[Collected data]
------

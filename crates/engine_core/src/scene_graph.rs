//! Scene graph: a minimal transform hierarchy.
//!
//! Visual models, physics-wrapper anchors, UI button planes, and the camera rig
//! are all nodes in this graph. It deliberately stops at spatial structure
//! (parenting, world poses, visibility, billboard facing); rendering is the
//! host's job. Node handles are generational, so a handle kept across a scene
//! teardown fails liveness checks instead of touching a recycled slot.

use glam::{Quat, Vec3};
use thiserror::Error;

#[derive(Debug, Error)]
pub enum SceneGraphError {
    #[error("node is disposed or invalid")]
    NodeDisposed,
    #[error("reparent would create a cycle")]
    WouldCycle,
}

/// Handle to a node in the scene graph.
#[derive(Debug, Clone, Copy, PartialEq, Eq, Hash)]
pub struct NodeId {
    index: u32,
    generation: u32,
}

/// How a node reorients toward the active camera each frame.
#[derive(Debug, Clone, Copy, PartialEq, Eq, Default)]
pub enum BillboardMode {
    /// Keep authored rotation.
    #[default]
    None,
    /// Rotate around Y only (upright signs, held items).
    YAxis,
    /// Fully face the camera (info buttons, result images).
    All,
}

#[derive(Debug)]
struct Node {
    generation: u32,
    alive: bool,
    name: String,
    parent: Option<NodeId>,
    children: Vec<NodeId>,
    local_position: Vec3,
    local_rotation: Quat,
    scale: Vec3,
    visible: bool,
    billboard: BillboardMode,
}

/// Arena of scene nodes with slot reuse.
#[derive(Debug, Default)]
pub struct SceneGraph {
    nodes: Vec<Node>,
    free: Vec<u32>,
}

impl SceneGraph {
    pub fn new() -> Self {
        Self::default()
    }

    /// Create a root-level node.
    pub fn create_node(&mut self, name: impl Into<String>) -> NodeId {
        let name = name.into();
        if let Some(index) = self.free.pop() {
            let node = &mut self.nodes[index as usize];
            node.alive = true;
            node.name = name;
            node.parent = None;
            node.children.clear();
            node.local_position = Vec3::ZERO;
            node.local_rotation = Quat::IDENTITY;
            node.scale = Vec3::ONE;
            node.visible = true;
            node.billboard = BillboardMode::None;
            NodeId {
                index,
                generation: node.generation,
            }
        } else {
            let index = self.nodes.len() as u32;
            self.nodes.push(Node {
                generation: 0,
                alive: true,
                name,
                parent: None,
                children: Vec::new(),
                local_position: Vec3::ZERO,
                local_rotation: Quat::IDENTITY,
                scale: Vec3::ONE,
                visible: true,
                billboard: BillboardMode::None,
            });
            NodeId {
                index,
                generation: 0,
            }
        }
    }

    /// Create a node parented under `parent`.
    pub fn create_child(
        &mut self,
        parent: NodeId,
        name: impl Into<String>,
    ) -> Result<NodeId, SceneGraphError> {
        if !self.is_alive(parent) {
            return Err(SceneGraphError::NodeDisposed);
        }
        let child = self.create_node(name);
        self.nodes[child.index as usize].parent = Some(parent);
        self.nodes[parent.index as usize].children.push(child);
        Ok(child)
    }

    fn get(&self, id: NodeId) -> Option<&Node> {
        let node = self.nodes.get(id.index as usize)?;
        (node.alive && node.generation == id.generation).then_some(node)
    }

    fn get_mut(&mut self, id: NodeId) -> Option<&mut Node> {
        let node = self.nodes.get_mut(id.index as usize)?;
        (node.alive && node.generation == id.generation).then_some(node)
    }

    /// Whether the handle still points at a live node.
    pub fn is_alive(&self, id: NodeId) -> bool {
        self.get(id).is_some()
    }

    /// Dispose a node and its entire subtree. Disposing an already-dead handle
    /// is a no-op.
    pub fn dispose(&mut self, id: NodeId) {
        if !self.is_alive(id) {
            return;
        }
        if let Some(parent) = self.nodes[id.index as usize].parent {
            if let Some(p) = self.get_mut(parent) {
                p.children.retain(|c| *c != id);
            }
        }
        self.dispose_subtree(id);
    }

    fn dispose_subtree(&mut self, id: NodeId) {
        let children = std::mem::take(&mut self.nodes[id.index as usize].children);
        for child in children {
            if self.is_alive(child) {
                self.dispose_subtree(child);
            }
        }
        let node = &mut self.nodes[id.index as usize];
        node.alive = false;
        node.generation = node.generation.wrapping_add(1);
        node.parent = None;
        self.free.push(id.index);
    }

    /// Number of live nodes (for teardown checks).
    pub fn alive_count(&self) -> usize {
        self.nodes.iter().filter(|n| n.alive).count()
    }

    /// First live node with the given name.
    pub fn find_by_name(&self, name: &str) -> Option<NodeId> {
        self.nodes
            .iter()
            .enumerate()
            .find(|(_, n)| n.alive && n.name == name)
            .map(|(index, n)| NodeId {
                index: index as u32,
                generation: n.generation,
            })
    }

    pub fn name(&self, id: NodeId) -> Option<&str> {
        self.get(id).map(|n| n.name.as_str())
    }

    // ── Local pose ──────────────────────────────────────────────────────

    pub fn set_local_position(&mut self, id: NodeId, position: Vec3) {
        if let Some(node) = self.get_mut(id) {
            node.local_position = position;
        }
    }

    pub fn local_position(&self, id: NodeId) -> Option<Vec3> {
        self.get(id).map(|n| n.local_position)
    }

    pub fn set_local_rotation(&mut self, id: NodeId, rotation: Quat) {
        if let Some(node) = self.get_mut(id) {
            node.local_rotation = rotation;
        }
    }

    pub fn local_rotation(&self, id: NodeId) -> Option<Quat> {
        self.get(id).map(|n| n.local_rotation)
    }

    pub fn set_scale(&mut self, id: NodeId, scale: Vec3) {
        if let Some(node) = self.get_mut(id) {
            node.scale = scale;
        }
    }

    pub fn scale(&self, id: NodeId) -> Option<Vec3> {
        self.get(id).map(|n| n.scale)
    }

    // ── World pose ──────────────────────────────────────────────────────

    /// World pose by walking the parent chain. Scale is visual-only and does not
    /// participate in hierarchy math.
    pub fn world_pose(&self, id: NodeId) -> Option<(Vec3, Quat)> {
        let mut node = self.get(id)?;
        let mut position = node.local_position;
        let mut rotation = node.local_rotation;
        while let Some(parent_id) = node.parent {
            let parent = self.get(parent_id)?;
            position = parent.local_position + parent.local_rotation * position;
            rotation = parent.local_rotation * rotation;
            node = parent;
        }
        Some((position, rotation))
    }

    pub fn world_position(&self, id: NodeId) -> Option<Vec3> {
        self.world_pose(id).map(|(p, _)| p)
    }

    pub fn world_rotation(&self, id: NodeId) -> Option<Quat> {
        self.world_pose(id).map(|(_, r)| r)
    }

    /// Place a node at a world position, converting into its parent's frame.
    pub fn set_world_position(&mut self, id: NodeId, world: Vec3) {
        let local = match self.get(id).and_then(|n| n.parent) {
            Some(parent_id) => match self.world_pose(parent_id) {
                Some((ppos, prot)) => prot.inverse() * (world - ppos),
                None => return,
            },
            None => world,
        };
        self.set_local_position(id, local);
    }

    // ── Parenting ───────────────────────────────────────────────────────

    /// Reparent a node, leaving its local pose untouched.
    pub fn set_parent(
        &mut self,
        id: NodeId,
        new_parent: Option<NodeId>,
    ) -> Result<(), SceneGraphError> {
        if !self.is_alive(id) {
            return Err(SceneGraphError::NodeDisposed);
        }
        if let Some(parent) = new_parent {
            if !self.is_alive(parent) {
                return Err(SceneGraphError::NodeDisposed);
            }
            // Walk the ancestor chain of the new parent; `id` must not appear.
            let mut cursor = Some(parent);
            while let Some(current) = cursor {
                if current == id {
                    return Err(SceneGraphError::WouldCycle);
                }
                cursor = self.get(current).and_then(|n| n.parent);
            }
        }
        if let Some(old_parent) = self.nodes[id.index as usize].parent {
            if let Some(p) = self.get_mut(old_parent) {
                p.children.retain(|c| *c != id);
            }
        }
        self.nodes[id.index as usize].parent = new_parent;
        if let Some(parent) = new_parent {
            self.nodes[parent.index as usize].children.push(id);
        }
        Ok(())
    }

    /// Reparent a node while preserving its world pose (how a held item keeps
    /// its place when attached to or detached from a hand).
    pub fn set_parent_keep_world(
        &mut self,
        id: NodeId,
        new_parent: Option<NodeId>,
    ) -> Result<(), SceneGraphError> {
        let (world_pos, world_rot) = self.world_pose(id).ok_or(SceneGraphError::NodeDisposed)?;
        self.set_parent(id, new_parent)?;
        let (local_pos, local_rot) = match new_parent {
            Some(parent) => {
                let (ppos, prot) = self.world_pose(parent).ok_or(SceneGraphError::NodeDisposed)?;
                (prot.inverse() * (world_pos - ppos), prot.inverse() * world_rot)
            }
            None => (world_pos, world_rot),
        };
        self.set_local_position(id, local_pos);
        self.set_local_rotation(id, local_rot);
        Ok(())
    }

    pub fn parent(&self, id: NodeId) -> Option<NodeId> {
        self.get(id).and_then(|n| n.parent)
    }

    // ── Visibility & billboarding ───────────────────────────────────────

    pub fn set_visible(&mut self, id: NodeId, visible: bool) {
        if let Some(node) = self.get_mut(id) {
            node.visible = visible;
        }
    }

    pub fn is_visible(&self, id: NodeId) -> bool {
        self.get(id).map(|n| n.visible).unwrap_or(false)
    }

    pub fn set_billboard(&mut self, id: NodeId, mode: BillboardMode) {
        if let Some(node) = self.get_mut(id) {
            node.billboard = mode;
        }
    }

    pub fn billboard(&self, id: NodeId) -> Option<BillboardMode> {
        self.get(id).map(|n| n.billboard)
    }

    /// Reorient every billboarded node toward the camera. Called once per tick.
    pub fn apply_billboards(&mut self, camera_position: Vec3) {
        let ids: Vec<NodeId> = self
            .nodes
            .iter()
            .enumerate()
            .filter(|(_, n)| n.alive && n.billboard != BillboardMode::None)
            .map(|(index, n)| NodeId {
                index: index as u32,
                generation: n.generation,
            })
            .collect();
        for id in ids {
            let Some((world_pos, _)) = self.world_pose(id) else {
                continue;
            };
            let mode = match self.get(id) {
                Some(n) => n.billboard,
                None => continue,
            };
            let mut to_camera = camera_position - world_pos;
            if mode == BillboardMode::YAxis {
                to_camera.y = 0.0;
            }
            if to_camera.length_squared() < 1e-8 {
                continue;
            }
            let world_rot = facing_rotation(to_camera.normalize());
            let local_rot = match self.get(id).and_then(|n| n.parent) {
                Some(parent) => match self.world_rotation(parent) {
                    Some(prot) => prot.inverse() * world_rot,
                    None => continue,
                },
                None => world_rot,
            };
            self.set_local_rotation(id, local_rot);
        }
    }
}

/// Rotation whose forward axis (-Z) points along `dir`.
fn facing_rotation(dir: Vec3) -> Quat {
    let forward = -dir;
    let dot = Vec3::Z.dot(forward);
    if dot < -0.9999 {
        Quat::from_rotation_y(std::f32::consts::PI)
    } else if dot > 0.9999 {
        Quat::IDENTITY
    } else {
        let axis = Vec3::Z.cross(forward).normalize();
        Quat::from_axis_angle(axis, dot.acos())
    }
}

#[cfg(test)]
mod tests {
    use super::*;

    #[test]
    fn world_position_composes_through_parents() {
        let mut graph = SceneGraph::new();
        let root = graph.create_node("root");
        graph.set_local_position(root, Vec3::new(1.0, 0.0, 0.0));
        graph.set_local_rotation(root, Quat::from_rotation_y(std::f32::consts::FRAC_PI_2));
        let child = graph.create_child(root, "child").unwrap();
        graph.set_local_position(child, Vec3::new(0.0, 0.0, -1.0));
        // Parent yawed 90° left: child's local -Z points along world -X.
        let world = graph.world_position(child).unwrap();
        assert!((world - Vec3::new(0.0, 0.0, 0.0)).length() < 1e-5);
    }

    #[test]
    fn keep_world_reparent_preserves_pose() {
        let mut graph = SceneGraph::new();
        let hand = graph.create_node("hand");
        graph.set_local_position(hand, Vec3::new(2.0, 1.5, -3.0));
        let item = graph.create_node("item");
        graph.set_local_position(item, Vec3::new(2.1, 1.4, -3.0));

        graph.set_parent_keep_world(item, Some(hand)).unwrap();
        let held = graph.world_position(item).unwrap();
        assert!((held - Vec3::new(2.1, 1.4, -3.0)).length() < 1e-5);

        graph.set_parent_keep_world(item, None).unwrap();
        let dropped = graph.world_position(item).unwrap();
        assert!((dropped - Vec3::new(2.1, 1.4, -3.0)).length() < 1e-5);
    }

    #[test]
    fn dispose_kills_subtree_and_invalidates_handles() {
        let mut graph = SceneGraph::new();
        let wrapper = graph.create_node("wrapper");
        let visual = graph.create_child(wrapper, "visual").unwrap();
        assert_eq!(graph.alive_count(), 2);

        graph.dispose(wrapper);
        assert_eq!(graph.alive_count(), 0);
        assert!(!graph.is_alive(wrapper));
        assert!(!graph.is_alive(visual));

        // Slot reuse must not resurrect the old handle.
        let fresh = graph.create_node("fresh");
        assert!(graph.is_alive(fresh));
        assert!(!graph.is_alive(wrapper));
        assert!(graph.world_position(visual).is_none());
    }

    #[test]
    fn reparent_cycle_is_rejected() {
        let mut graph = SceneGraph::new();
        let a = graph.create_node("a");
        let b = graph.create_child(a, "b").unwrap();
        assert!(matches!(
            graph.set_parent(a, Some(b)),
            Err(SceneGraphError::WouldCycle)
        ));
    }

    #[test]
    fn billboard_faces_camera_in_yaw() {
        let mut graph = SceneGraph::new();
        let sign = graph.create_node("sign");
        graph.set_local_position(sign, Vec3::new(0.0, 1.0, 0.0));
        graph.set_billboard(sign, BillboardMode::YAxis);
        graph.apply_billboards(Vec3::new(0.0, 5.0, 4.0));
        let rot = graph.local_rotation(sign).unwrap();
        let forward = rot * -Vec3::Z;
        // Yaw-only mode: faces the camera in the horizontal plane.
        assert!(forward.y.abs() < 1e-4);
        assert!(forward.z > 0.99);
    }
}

------

§ **What is expected**: Output each line exactly, from the first line of the data down to the line that contains "across a scene", both included.

§ **Problem solution**:
filename crates/engine_core/src/scene_graph.rs
//! Scene graph: a minimal transform hierarchy.
//!
//! Visual models, physics-wrapper anchors, UI button planes, and the camera rig
//! are all nodes in this graph. It deliberately stops at spatial structure
//! (parenting, world poses, visibility, billboard facing); rendering is the
//! host's job. Node handles are generational, so a handle kept across a scene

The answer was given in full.